* What is expected: Please set down exactly the lines of the listing below from the line containing "pub mod non_finite" through the line containing "pub fn deserialize<'de, D: Deserializer<'de>>(deserializer: D)", both lines included, leaving out all other lines.

* Source information:

__________

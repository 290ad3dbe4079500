use super::types::*;
use crate::error::Result;

pub trait WindowSplitter: Send + Sync {
    /// Partition the configured date range into search windows
    fn split(&self) -> Result<Vec<SearchWindow>>;

    /// Get splitter configuration
    fn config(&self) -> &SplitConfig;
}
use crate::engines::generation::candidate::Candidate;
use crate::engines::generation::gene_spec::GeneSpec;
use crate::engines::generation::termination::SearchState;
use crate::error::{OptimizerError, Result};
use crate::types::{EvaluationResult, Gene};
use chrono::{DateTime, Utc};
use serde::Serialize;
use std::collections::{HashMap, HashSet};
use uuid::Uuid;

/// One batch of candidates evaluated together
#[derive(Debug, Clone, Serialize)]
pub struct Generation {
    number: usize,
    created_at: DateTime<Utc>,
    candidates: Vec<Candidate>,
    fruitless: bool,
}

impl Generation {
    pub fn number(&self) -> usize {
        self.number
    }

    pub fn created_at(&self) -> DateTime<Utc> {
        self.created_at
    }

    pub fn candidates(&self) -> &[Candidate] {
        &self.candidates
    }

    pub fn is_fruitless(&self) -> bool {
        self.fruitless
    }

    /// Candidates that passed the success filter. Empty for fruitless generations,
    /// whose raw candidates stay in `candidates()`.
    pub fn viable(&self) -> &[Candidate] {
        if self.fruitless {
            &[]
        } else {
            &self.candidates
        }
    }

    pub fn best(&self) -> Option<&Candidate> {
        self.candidates
            .iter()
            .filter(|c| c.is_scored())
            .max_by(|a, b| {
                a.score()
                    .partial_cmp(&b.score())
                    .unwrap_or(std::cmp::Ordering::Equal)
            })
    }

    pub fn pending(&self) -> impl Iterator<Item = &Candidate> {
        self.candidates.iter().filter(|c| !c.is_scored())
    }
}

/// Ordered generation history and the single deduplication authority
pub struct GenerationStore {
    specs: Vec<GeneSpec>,
    max_generation_size: usize,
    generations: Vec<Generation>,
    seen: HashSet<Vec<Gene>>,
    best: Option<Candidate>,
    generations_since_improvement: usize,
    consecutive_fruitless: usize,
}

impl GenerationStore {
    pub fn new(specs: Vec<GeneSpec>, max_generation_size: usize) -> Self {
        Self {
            specs,
            max_generation_size: max_generation_size.max(1),
            generations: Vec::new(),
            seen: HashSet::new(),
            best: None,
            generations_since_improvement: 0,
            consecutive_fruitless: 0,
        }
    }

    /// Create generation 1
    pub fn seed(&mut self, initial: Vec<Candidate>) -> Result<&Generation> {
        if !self.generations.is_empty() {
            return Err(OptimizerError::Validation(
                "generation store already seeded".to_string(),
            ));
        }
        self.push_generation(initial)
    }

    /// Deduplicate `candidates` and store them as the next generation
    pub fn advance(&mut self, candidates: Vec<Candidate>) -> Result<&Generation> {
        if self.generations.is_empty() {
            return Err(OptimizerError::Validation(
                "generation store must be seeded before advancing".to_string(),
            ));
        }
        self.push_generation(candidates)
    }

    fn push_generation(&mut self, candidates: Vec<Candidate>) -> Result<&Generation> {
        for candidate in &candidates {
            self.validate(candidate)?;
        }

        let mut unique: Vec<Candidate> = Vec::with_capacity(candidates.len());
        let mut positions: HashMap<Vec<Gene>, usize> = HashMap::new();

        for candidate in candidates {
            match positions.get(candidate.genes()) {
                Some(&pos) => {
                    // Scored copy always wins, whatever the arrival order
                    if !unique[pos].is_scored() && candidate.is_scored() {
                        unique[pos] = candidate;
                    }
                }
                None => {
                    positions.insert(candidate.genes().to_vec(), unique.len());
                    unique.push(candidate);
                }
            }
        }

        let before = unique.len();
        unique.retain(|c| c.is_scored() || !self.seen.contains(c.genes()));
        let known = before - unique.len();

        for candidate in &unique {
            self.seen.insert(candidate.genes().to_vec());
        }

        let number = self.generations.len() + 1;
        log::debug!(
            "Generation {} stored with {} candidates ({} already evaluated elsewhere dropped)",
            number,
            unique.len(),
            known
        );

        self.generations.push(Generation {
            number,
            created_at: Utc::now(),
            candidates: unique,
            fruitless: false,
        });

        Ok(&self.generations[number - 1])
    }

    fn validate(&self, candidate: &Candidate) -> Result<()> {
        if candidate.genes().len() != self.specs.len() {
            return Err(OptimizerError::Validation(format!(
                "candidate has {} genes, expected {}",
                candidate.genes().len(),
                self.specs.len()
            )));
        }
        for (gene, spec) in candidate.genes().iter().zip(&self.specs) {
            if gene.key != spec.key {
                return Err(OptimizerError::Validation(format!(
                    "gene '{}' found where '{}' was expected",
                    gene.key, spec.key
                )));
            }
            if !spec.contains(&gene.value)? {
                return Err(OptimizerError::Validation(format!(
                    "{} value {} is outside the domain of gene '{}'",
                    gene.value.type_name(),
                    gene.value,
                    spec.key
                )));
            }
        }
        Ok(())
    }

    /// Record a backend result on the matching candidate of the current generation
    pub fn apply_evaluation(&mut self, id: Uuid, score: f64, result: EvaluationResult) -> bool {
        let Some(generation) = self.generations.last_mut() else {
            return false;
        };
        match generation.candidates.iter_mut().find(|c| c.id() == id) {
            Some(candidate) if !candidate.is_scored() => {
                candidate.set_evaluation(score, result);
                true
            }
            _ => false,
        }
    }

    /// Filter, sort and truncate the current generation once its evaluations are in
    pub fn on_generation_scored(&mut self) -> Result<&Generation> {
        let max_size = self.max_generation_size;
        let generation = self
            .generations
            .last_mut()
            .ok_or_else(|| OptimizerError::Validation("no generation to score".to_string()))?;

        let mut viable: Vec<Candidate> = generation
            .candidates
            .iter()
            .filter(|c| c.is_viable())
            .cloned()
            .collect();

        if viable.is_empty() {
            generation.fruitless = true;
            self.consecutive_fruitless += 1;
        } else {
            viable.sort_by(|a, b| {
                b.score()
                    .partial_cmp(&a.score())
                    .unwrap_or(std::cmp::Ordering::Equal)
            });
            viable.truncate(max_size);
            generation.candidates = viable;
            generation.fruitless = false;
            self.consecutive_fruitless = 0;
        }

        let improved = match (generation.viable().first(), &self.best) {
            (Some(top), Some(best)) => top.score() > best.score(),
            (Some(_), None) => true,
            (None, _) => false,
        };

        if improved {
            self.best = generation.viable().first().cloned();
            self.generations_since_improvement = 0;
        } else {
            self.generations_since_improvement += 1;
        }

        let number = generation.number;
        Ok(&self.generations[number - 1])
    }

    pub fn current(&self) -> Option<&Generation> {
        self.generations.last()
    }

    pub fn history(&self) -> &[Generation] {
        &self.generations
    }

    pub fn best(&self) -> Option<&Candidate> {
        self.best.as_ref()
    }

    pub fn has_seen(&self, genes: &[Gene]) -> bool {
        self.seen.contains(genes)
    }

    pub fn state(&self) -> SearchState {
        SearchState {
            generation: self.generations.len(),
            best_score: self.best.as_ref().and_then(Candidate::score),
            generations_since_improvement: self.generations_since_improvement,
            consecutive_fruitless: self.consecutive_fruitless,
        }
    }
}
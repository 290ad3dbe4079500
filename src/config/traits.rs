use crate::error::OptimizerError;
use serde::{Deserialize, Serialize};

/// Trait for configuration sections
pub trait ConfigSection: Serialize + for<'de> Deserialize<'de> + Default + Clone {
    fn section_name() -> &'static str;
    fn validate(&self) -> Result<(), OptimizerError>;
}

pub(crate) fn invalid<T: ConfigSection>(message: &str) -> OptimizerError {
    OptimizerError::Configuration(format!("[{}] {}", T::section_name(), message))
}
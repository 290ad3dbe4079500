pub mod methods;
pub mod splitters;
use super::backend::{CancelToken, ExecutionBackend, TaskSet};
use crate::engines::evaluation::{evaluate_isolated, FitnessEvaluator};
use crate::error::Result;
use std::sync::Arc;
use std::time::{Duration, Instant};

/// Evaluates pending tasks one by one on the calling thread
pub struct SequentialBackend {
    evaluator: Arc<dyn FitnessEvaluator>,
    tasks: TaskSet,
    cancel: CancelToken,
}

impl SequentialBackend {
    pub fn new(evaluator: Arc<dyn FitnessEvaluator>) -> Self {
        Self {
            evaluator,
            tasks: TaskSet::new(),
            cancel: CancelToken::default(),
        }
    }
}

impl ExecutionBackend for SequentialBackend {
    fn name(&self) -> &'static str {
        "sequential"
    }

    fn tasks(&self) -> &TaskSet {
        &self.tasks
    }

    fn cancel_token(&self) -> &CancelToken {
        &self.cancel
    }

    fn run_pending(&mut self, timeout: Duration) -> Result<bool> {
        let started = Instant::now();
        let epoch = self.tasks.epoch();

        for task in self.tasks.pending() {
            if self.cancel.is_cancelled() {
                log::info!("Sequential run cancelled");
                return Ok(false);
            }

            let evaluation = evaluate_isolated(self.evaluator.as_ref(), &task.genes, &task.window);

            // A task that overran the budget is not recorded
            if started.elapsed() > timeout {
                log::warn!(
                    "Sequential run exceeded {:.1}s with {} tasks pending",
                    timeout.as_secs_f64(),
                    self.tasks.pending_count()
                );
                return Ok(false);
            }
            self.tasks.complete(epoch, task.task_id, evaluation);
        }

        Ok(self.tasks.pending_count() == 0)
    }
}
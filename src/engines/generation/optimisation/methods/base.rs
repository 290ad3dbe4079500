use crate::engines::generation::candidate::Candidate;
use crate::engines::generation::optimisation::splitters::types::SearchWindow;
use crate::engines::generation::progress::ProgressCallback;
use crate::error::Result;
use crate::types::{non_finite, EvaluationResult, Gene};
use serde::{Deserialize, Serialize};
use std::collections::HashMap;
use uuid::Uuid;

/// In-sample versus out-of-sample outcome of one top candidate
#[derive(Debug, Clone, Serialize, Deserialize)]
pub struct WindowValidation {
    pub window: SearchWindow,
    pub candidate_id: Uuid,
    pub genes: Vec<Gene>,
    pub in_sample_score: f64,
    pub in_sample: Option<EvaluationResult>,
    pub out_of_sample_score: f64,
    pub out_of_sample: EvaluationResult,
}

#[derive(Debug, Clone, Serialize, Deserialize)]
pub struct WindowReport {
    pub window: SearchWindow,
    pub generations: usize,
    pub best: Option<Candidate>,
    pub validations: Vec<WindowValidation>,
}

#[derive(Debug, Clone, Serialize, Deserialize)]
pub struct WalkForwardReport {
    pub method: String,
    pub windows: Vec<WindowReport>,
    #[serde(with = "non_finite::map")]
    pub aggregate_metrics: HashMap<String, f64>,
}

impl WalkForwardReport {
    pub fn validations(&self) -> impl Iterator<Item = &WindowValidation> {
        self.windows.iter().flat_map(|w| w.validations.iter())
    }
}

pub trait ValidationMethod {
    fn name(&self) -> &str;

    /// Search and validate every window, reporting progress to `callback`
    fn run(&self, callback: &mut dyn ProgressCallback) -> Result<WalkForwardReport>;
}
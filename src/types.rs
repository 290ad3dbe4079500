use chrono::NaiveDate;
use rust_decimal::prelude::ToPrimitive;
use rust_decimal::Decimal;
use serde::{Deserialize, Serialize};
use std::collections::HashMap;
use std::fmt;

/// Score given to evaluations that failed, were filtered out, or crashed.
pub const FILTERED_SCORE: f64 = -1.0e9;

/// A single parameter value. Integers and decimals never compare equal to each other.
#[derive(Debug, Clone, Copy, PartialEq, Eq, Hash, Serialize, Deserialize)]
pub enum GeneValue {
    Int(i64),
    Decimal(Decimal),
}

impl GeneValue {
    pub fn as_f64(&self) -> f64 {
        match self {
            GeneValue::Int(v) => *v as f64,
            GeneValue::Decimal(d) => d.to_f64().unwrap_or(0.0),
        }
    }

    pub fn type_name(&self) -> &'static str {
        match self {
            GeneValue::Int(_) => "int",
            GeneValue::Decimal(_) => "decimal",
        }
    }
}

impl fmt::Display for GeneValue {
    fn fmt(&self, f: &mut fmt::Formatter<'_>) -> fmt::Result {
        match self {
            GeneValue::Int(v) => write!(f, "{}", v),
            GeneValue::Decimal(d) => write!(f, "{}", d),
        }
    }
}

/// One named parameter of a candidate
#[derive(Debug, Clone, PartialEq, Eq, Hash, Serialize, Deserialize)]
pub struct Gene {
    pub key: String,
    pub value: GeneValue,
}

impl Gene {
    pub fn new(key: impl Into<String>, value: GeneValue) -> Self {
        Self {
            key: key.into(),
            value,
        }
    }
}

/// Inclusive calendar date range handed to the evaluator.
#[derive(Debug, Clone, Copy, PartialEq, Eq, Hash, Serialize, Deserialize)]
pub struct DateWindow {
    pub start: NaiveDate,
    pub end: NaiveDate,
}

impl DateWindow {
    pub fn new(start: NaiveDate, end: NaiveDate) -> Self {
        Self { start, end }
    }

    /// Number of calendar days covered, both ends included
    pub fn days(&self) -> i64 {
        (self.end - self.start).num_days() + 1
    }
}

impl fmt::Display for DateWindow {
    fn fmt(&self, f: &mut fmt::Formatter<'_>) -> fmt::Result {
        write!(f, "{}..={}", self.start, self.end)
    }
}

/// Raw statistics produced by one evaluation, plus the window they cover
#[derive(Debug, Clone, PartialEq, Serialize, Deserialize)]
pub struct EvaluationResult {
    #[serde(with = "non_finite::map")]
    pub metrics: HashMap<String, f64>,
    pub window: DateWindow,
}

/// Serde adapters for statistics that may be infinite or NaN.
///
/// JSON has no literal for those values and `serde_json` would write `null`,
/// so they travel as the strings `"inf"`, `"-inf"` and `"NaN"`.
pub mod non_finite {
    use serde::de::Error;
    use serde::{Deserialize, Deserializer, Serialize, Serializer};

    #[derive(Serialize, Deserialize)]
    #[serde(untagged)]
    enum Number {
        Finite(f64),
        Text(String),
    }

    impl From<f64> for Number {
        fn from(value: f64) -> Self {
            if value.is_finite() {
                Number::Finite(value)
            } else {
                Number::Text(value.to_string())
            }
        }
    }

    impl Number {
        fn into_f64<E: Error>(self) -> Result<f64, E> {
            match self {
                Number::Finite(value) => Ok(value),
                Number::Text(text) => text
                    .parse()
                    .map_err(|_| E::custom(format!("invalid number '{}'", text))),
            }
        }
    }

    pub fn serialize<S: Serializer>(value: &f64, serializer: S) -> Result<S::Ok, S::Error> {
        Number::from(*value).serialize(serializer)
    }

    pub fn deserialize<'de, D: Deserializer<'de>>(deserializer: D) -> Result<f64, D::Error> {
        Number::deserialize(deserializer)?.into_f64()
    }

    pub mod map {
        use super::Number;
        use serde::{Deserialize, Deserializer, Serializer};
        use std::collections::HashMap;

        pub fn serialize<S: Serializer>(
            values: &HashMap<String, f64>,
            serializer: S,
        ) -> Result<S::Ok, S::Error> {
            serializer.collect_map(values.iter().map(|(k, v)| (k, Number::from(*v))))
        }

        pub fn deserialize<'de, D: Deserializer<'de>>(
            deserializer: D,
        ) -> Result<HashMap<String, f64>, D::Error> {
            HashMap::<String, Number>::deserialize(deserializer)?
                .into_iter()
                .map(|(k, v)| Ok((k, v.into_f64()?)))
                .collect()
        }
    }
}
use crate::error::Result;
use crate::types::{non_finite, DateWindow, Gene, FILTERED_SCORE};
use serde::{Deserialize, Serialize};
use std::collections::HashMap;
use std::panic::{self, AssertUnwindSafe};

/// Raw statistics of one simulation run and the score derived from them
#[derive(Debug, Clone, PartialEq, Serialize, Deserialize)]
pub struct Evaluation {
    #[serde(with = "non_finite::map")]
    pub metrics: HashMap<String, f64>,
    #[serde(with = "non_finite")]
    pub score: f64,
}

impl Evaluation {
    pub fn new(metrics: HashMap<String, f64>, score: f64) -> Self {
        Self { metrics, score }
    }

    /// Result recorded for a failed or rejected evaluation
    pub fn filtered() -> Self {
        Self {
            metrics: HashMap::new(),
            score: FILTERED_SCORE,
        }
    }
}

/// Runs the external simulation for one parameter vector over one window.
/// Higher scores are better.
pub trait FitnessEvaluator: Send + Sync {
    fn evaluate(&self, genes: &[Gene], window: &DateWindow) -> Result<Evaluation>;
}

impl<F> FitnessEvaluator for F
where
    F: Fn(&[Gene], &DateWindow) -> Result<Evaluation> + Send + Sync,
{
    fn evaluate(&self, genes: &[Gene], window: &DateWindow) -> Result<Evaluation> {
        self(genes, window)
    }
}

/// Evaluate without letting a failure escape: errors, panics and NaN scores
/// all become [`Evaluation::filtered`].
pub fn evaluate_isolated(
    evaluator: &dyn FitnessEvaluator,
    genes: &[Gene],
    window: &DateWindow,
) -> Evaluation {
    match panic::catch_unwind(AssertUnwindSafe(|| evaluator.evaluate(genes, window))) {
        Ok(Ok(evaluation)) if evaluation.score.is_nan() => {
            log::warn!("Evaluator returned NaN score over {}, treating as filtered", window);
            Evaluation::filtered()
        }
        Ok(Ok(evaluation)) => evaluation,
        Ok(Err(e)) => {
            log::warn!("Evaluation over {} failed: {}", window, e);
            Evaluation::filtered()
        }
        Err(_) => {
            log::warn!("Evaluator panicked over {}", window);
            Evaluation::filtered()
        }
    }
}
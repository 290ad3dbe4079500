use super::traits::{invalid, ConfigSection};
use crate::error::OptimizerError;
use serde::{Deserialize, Serialize};

#[derive(Debug, Clone, Serialize, Deserialize)]
#[serde(default)]
pub struct ScoringConfig {
    pub objectives: Vec<ObjectiveWeight>,
    pub filters: Vec<MetricFilter>,
}

#[derive(Debug, Clone, PartialEq, Serialize, Deserialize)]
pub struct ObjectiveWeight {
    pub metric: String,
    pub weight: f64,
}

/// Bounds a metric must satisfy for a result to count as successful
#[derive(Debug, Clone, PartialEq, Serialize, Deserialize)]
pub struct MetricFilter {
    pub metric: String,
    #[serde(default)]
    pub min: Option<f64>,
    #[serde(default)]
    pub max: Option<f64>,
}

impl Default for ScoringConfig {
    fn default() -> Self {
        Self {
            objectives: vec![ObjectiveWeight {
                metric: "sharpe_ratio".to_string(),
                weight: 1.0,
            }],
            filters: Vec::new(),
        }
    }
}

impl ConfigSection for ScoringConfig {
    fn section_name() -> &'static str {
        "scoring"
    }

    fn validate(&self) -> Result<(), OptimizerError> {
        for objective in &self.objectives {
            if !objective.weight.is_finite() {
                return Err(invalid::<Self>(&format!(
                    "weight of '{}' must be finite",
                    objective.metric
                )));
            }
        }
        for filter in &self.filters {
            if let (Some(min), Some(max)) = (filter.min, filter.max) {
                if min > max {
                    return Err(invalid::<Self>(&format!(
                        "filter on '{}' has min above max",
                        filter.metric
                    )));
                }
            }
        }
        Ok(())
    }
}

__________

* Answer to the problem:
pub mod non_finite {
    use serde::de::Error;
    use serde::{Deserialize, Deserializer, Serialize, Serializer};

    #[derive(Serialize, Deserialize)]
    #[serde(untagged)]
    enum Number {
        Finite(f64),
        Text(String),
    }

    impl From<f64> for Number {
        fn from(value: f64) -> Self {
            if value.is_finite() {
                Number::Finite(value)
            } else {
                Number::Text(value.to_string())
            }
        }
    }

    impl Number {
        fn into_f64<E: Error>(self) -> Result<f64, E> {
            match self {
                Number::Finite(value) => Ok(value),
                Number::Text(text) => text
                    .parse()
                    .map_err(|_| E::custom(format!("invalid number '{}'", text))),
            }
        }
    }

    pub fn serialize<S: Serializer>(value: &f64, serializer: S) -> Result<S::Ok, S::Error> {
        Number::from(*value).serialize(serializer)
    }

    pub fn deserialize<'de, D: Deserializer<'de>>(deserializer: D) -> Result<f64, D::Error> {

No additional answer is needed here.